**What is needed**
Return all the entries word for word.

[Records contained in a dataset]
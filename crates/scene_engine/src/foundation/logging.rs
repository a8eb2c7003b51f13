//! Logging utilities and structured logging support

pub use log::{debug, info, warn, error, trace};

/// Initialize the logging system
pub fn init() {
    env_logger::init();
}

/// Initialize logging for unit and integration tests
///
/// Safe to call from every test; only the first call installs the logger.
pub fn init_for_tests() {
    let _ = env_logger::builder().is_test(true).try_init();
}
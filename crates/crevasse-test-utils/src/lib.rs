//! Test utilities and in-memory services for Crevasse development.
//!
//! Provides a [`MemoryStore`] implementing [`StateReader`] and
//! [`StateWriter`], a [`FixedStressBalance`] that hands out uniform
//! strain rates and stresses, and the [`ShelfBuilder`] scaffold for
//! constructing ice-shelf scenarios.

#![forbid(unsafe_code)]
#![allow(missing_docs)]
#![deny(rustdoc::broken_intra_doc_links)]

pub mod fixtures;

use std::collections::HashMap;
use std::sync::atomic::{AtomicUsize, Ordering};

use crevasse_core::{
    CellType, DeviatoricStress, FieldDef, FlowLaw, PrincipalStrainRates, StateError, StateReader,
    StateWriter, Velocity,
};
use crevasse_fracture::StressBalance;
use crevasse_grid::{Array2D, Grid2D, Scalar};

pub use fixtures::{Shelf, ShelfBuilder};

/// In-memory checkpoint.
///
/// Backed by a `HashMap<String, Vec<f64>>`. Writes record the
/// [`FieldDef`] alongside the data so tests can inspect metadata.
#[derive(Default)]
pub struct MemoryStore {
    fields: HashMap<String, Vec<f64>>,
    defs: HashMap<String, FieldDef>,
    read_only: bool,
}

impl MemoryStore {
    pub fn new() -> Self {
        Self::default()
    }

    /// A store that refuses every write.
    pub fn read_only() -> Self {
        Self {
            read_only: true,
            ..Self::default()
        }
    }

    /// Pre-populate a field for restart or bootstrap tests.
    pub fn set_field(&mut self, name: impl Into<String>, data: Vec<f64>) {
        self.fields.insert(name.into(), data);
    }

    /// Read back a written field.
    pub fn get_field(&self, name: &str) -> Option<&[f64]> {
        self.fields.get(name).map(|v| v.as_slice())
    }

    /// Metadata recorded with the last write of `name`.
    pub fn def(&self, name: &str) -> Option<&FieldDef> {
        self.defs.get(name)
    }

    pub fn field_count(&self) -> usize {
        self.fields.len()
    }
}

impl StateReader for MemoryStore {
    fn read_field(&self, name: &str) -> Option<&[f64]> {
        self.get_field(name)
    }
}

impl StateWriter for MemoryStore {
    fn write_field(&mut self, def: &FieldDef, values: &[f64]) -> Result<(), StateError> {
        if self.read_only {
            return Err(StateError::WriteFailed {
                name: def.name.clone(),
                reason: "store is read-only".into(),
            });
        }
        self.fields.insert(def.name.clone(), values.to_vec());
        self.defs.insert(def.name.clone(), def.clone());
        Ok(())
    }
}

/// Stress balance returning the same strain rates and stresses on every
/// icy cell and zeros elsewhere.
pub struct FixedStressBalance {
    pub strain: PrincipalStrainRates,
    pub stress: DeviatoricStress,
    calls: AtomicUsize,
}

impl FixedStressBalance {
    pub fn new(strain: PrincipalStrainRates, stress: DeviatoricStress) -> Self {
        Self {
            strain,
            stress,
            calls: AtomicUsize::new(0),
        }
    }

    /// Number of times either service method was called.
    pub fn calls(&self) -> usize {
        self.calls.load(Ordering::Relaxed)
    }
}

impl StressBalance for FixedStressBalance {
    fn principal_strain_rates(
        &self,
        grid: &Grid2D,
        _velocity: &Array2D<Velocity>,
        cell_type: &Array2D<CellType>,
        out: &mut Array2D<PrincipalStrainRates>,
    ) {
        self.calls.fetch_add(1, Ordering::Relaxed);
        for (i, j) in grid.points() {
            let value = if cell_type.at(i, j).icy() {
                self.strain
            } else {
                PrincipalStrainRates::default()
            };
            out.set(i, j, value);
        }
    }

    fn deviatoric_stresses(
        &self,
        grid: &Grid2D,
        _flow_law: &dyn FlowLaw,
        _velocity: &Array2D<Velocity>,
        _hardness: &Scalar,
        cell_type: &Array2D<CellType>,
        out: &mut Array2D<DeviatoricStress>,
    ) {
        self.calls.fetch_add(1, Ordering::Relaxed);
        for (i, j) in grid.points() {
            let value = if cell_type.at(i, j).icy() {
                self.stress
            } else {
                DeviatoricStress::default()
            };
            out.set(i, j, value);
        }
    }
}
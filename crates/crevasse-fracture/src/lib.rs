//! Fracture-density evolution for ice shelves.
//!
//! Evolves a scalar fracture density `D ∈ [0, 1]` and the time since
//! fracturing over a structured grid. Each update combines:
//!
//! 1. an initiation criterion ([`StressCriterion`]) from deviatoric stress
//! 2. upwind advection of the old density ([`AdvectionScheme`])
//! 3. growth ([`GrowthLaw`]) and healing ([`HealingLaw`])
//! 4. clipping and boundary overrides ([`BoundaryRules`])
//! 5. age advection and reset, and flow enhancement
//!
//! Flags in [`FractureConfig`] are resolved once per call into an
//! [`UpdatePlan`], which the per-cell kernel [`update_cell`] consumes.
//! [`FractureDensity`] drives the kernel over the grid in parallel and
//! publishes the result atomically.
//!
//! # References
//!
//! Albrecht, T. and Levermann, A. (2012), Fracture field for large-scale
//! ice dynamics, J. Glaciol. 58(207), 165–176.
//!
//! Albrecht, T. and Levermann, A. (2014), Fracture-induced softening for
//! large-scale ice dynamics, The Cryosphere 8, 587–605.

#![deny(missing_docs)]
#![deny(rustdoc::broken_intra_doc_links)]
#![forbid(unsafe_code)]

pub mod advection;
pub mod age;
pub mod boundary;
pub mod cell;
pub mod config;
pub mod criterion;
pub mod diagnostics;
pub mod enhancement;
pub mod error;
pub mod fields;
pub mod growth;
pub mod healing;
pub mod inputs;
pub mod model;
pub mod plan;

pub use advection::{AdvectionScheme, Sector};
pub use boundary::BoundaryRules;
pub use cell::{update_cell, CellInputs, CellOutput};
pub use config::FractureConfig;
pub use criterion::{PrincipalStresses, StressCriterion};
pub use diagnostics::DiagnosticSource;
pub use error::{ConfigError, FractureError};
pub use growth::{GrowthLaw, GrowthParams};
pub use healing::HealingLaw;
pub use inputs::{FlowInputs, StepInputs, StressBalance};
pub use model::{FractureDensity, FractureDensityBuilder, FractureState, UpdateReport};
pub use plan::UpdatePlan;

**Finished exercise**
filename crates/scene_engine/src/foundation/logging.rs
repository a8eb2c7003b51f13
//! Logging utilities and structured logging support

pub use log::{debug, info, warn, error, trace};

/// Initialize the logging system
pub fn init() {
    env_logger::init();
}

/// Initialize logging for unit and integration tests
///
/// Safe to call from every test; only the first call installs the logger.
pub fn init_for_tests() {
    let _ = env_logger::builder().is_test(true).try_init();
}
filename crates/crevasse-test-utils/src/lib.rs
//! Test utilities and in-memory services for Crevasse development.
//!
//! Provides a [`MemoryStore`] implementing [`StateReader`] and
//! [`StateWriter`], a [`FixedStressBalance`] that hands out uniform
//! strain rates and stresses, and the [`ShelfBuilder`] scaffold for
//! constructing ice-shelf scenarios.

#![forbid(unsafe_code)]
#![allow(missing_docs)]
#![deny(rustdoc::broken_intra_doc_links)]

pub mod fixtures;

use std::collections::HashMap;
use std::sync::atomic::{AtomicUsize, Ordering};

use crevasse_core::{
    CellType, DeviatoricStress, FieldDef, FlowLaw, PrincipalStrainRates, StateError, StateReader,
    StateWriter, Velocity,
};
use crevasse_fracture::StressBalance;
use crevasse_grid::{Array2D, Grid2D, Scalar};

pub use fixtures::{Shelf, ShelfBuilder};

/// In-memory checkpoint.
///
/// Backed by a `HashMap<String, Vec<f64>>`. Writes record the
/// [`FieldDef`] alongside the data so tests can inspect metadata.
#[derive(Default)]
pub struct MemoryStore {
    fields: HashMap<String, Vec<f64>>,
    defs: HashMap<String, FieldDef>,
    read_only: bool,
}

impl MemoryStore {
    pub fn new() -> Self {
        Self::default()
    }

    /// A store that refuses every write.
    pub fn read_only() -> Self {
        Self {
            read_only: true,
            ..Self::default()
        }
    }

    /// Pre-populate a field for restart or bootstrap tests.
    pub fn set_field(&mut self, name: impl Into<String>, data: Vec<f64>) {
        self.fields.insert(name.into(), data);
    }

    /// Read back a written field.
    pub fn get_field(&self, name: &str) -> Option<&[f64]> {
        self.fields.get(name).map(|v| v.as_slice())
    }

    /// Metadata recorded with the last write of `name`.
    pub fn def(&self, name: &str) -> Option<&FieldDef> {
        self.defs.get(name)
    }

    pub fn field_count(&self) -> usize {
        self.fields.len()
    }
}

impl StateReader for MemoryStore {
    fn read_field(&self, name: &str) -> Option<&[f64]> {
        self.get_field(name)
    }
}

impl StateWriter for MemoryStore {
    fn write_field(&mut self, def: &FieldDef, values: &[f64]) -> Result<(), StateError> {
        if self.read_only {
            return Err(StateError::WriteFailed {
                name: def.name.clone(),
                reason: "store is read-only".into(),
            });
        }
        self.fields.insert(def.name.clone(), values.to_vec());
        self.defs.insert(def.name.clone(), def.clone());
        Ok(())
    }
}

/// Stress balance returning the same strain rates and stresses on every
/// icy cell and zeros elsewhere.
pub struct FixedStressBalance {
    pub strain: PrincipalStrainRates,
    pub stress: DeviatoricStress,
    calls: AtomicUsize,
}

impl FixedStressBalance {
    pub fn new(strain: PrincipalStrainRates, stress: DeviatoricStress) -> Self {
        Self {
            strain,
            stress,
            calls: AtomicUsize::new(0),
        }
    }

    /// Number of times either service method was called.
    pub fn calls(&self) -> usize {
        self.calls.load(Ordering::Relaxed)
    }
}

impl StressBalance for FixedStressBalance {
    fn principal_strain_rates(
        &self,
        grid: &Grid2D,
        _velocity: &Array2D<Velocity>,
        cell_type: &Array2D<CellType>,
        out: &mut Array2D<PrincipalStrainRates>,
    ) {
        self.calls.fetch_add(1, Ordering::Relaxed);
        for (i, j) in grid.points() {
            let value = if cell_type.at(i, j).icy() {
                self.strain
            } else {
                PrincipalStrainRates::default()
            };
            out.set(i, j, value);
        }
    }

    fn deviatoric_stresses(
        &self,
        grid: &Grid2D,
        _flow_law: &dyn FlowLaw,
        _velocity: &Array2D<Velocity>,
        _hardness: &Scalar,
        cell_type: &Array2D<CellType>,
        out: &mut Array2D<DeviatoricStress>,
    ) {
        self.calls.fetch_add(1, Ordering::Relaxed);
        for (i, j) in grid.points() {
            let value = if cell_type.at(i, j).icy() {
                self.stress
            } else {
                DeviatoricStress::default()
            };
            out.set(i, j, value);
        }
    }
}
filename crates/crevasse-fracture/src/lib.rs
//! Fracture-density evolution for ice shelves.
//!
//! Evolves a scalar fracture density `D ∈ [0, 1]` and the time since
//! fracturing over a structured grid. Each update combines:
//!
//! 1. an initiation criterion ([`StressCriterion`]) from deviatoric stress
//! 2. upwind advection of the old density ([`AdvectionScheme`])
//! 3. growth ([`GrowthLaw`]) and healing ([`HealingLaw`])
//! 4. clipping and boundary overrides ([`BoundaryRules`])
//! 5. age advection and reset, and flow enhancement
//!
//! Flags in [`FractureConfig`] are resolved once per call into an
//! [`UpdatePlan`], which the per-cell kernel [`update_cell`] consumes.
//! [`FractureDensity`] drives the kernel over the grid in parallel and
//! publishes the result atomically.
//!
//! # References
//!
//! Albrecht, T. and Levermann, A. (2012), Fracture field for large-scale
//! ice dynamics, J. Glaciol. 58(207), 165–176.
//!
//! Albrecht, T. and Levermann, A. (2014), Fracture-induced softening for
//! large-scale ice dynamics, The Cryosphere 8, 587–605.

#![deny(missing_docs)]
#![deny(rustdoc::broken_intra_doc_links)]
#![forbid(unsafe_code)]

pub mod advection;
pub mod age;
pub mod boundary;
pub mod cell;
pub mod config;
pub mod criterion;
pub mod diagnostics;
pub mod enhancement;
pub mod error;
pub mod fields;
pub mod growth;
pub mod healing;
pub mod inputs;
pub mod model;
pub mod plan;

pub use advection::{AdvectionScheme, Sector};
pub use boundary::BoundaryRules;
pub use cell::{update_cell, CellInputs, CellOutput};
pub use config::FractureConfig;
pub use criterion::{PrincipalStresses, StressCriterion};
pub use diagnostics::DiagnosticSource;
pub use error::{ConfigError, FractureError};
pub use growth::{GrowthLaw, GrowthParams};
pub use healing::HealingLaw;
pub use inputs::{FlowInputs, StepInputs, StressBalance};
pub use model::{FractureDensity, FractureDensityBuilder, FractureState, UpdateReport};
pub use plan::UpdatePlan;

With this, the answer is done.